What you need to do → Across the entries below, how many lines include the word "value"? Reply with only the number.
__________
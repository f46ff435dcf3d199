//! IR instructions
//!
//! Low-level instructions for the stack-based expression executor.

use crate::ast::{Operator, UnaryOperator};
use crate::value::Value;
use serde::{Deserialize, Serialize};

/// A single IR instruction
#[derive(Debug, Clone, PartialEq, Serialize, Deserialize)]
pub enum Instruction {
    /// Load a field value from the activation onto the stack
    LoadField {
        /// Field path (e.g., ["tx", "debtor_id"])
        path: Vec<String>,
    },

    /// Load a constant value onto the stack
    LoadConst {
        /// The constant value
        value: Value,
    },

    /// Perform an arithmetic or logical binary operation
    BinaryOp {
        /// The operator to apply
        op: Operator,
    },

    /// Perform a comparison operation (== != < > <= >=)
    Compare {
        /// The comparison operator
        op: Operator,
    },

    /// Perform a unary operation (! -)
    UnaryOp {
        /// The unary operator
        op: UnaryOperator,
    },

    /// Unconditional jump relative to the current instruction
    Jump {
        /// Offset to jump (can be negative)
        offset: isize,
    },

    /// Pop the stack and jump if the value is true
    JumpIfTrue {
        /// Offset to jump
        offset: isize,
    },

    /// Pop the stack and jump if the value is false
    JumpIfFalse {
        /// Offset to jump
        offset: isize,
    },

    /// Stop execution; the top of the stack is the program result
    Return,
}

#[cfg(test)]
mod tests {
    use super::*;

    #[test]
    fn test_load_instructions() {
        let load_field = Instruction::LoadField {
            path: vec!["tx".to_string(), "amount".to_string()],
        };
        let load_const = Instruction::LoadConst {
            value: Value::Number(42.0),
        };

        assert!(matches!(load_field, Instruction::LoadField { .. }));
        assert!(matches!(load_const, Instruction::LoadConst { .. }));
    }

    #[test]
    fn test_control_flow_instructions() {
        let jump = Instruction::Jump { offset: 10 };
        let jump_if_false = Instruction::JumpIfFalse { offset: -3 };

        assert!(matches!(jump, Instruction::Jump { offset: 10 }));
        assert!(matches!(
            jump_if_false,
            Instruction::JumpIfFalse { offset: -3 }
        ));
    }

    #[test]
    fn test_instruction_serde() {
        let inst = Instruction::Compare { op: Operator::Ge };

        let json = serde_json::to_string(&inst).unwrap();
        assert!(json.contains("Compare"));

        let back: Instruction = serde_json::from_str(&json).unwrap();
        assert_eq!(back, inst);
    }
}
__________
Problem solution → 8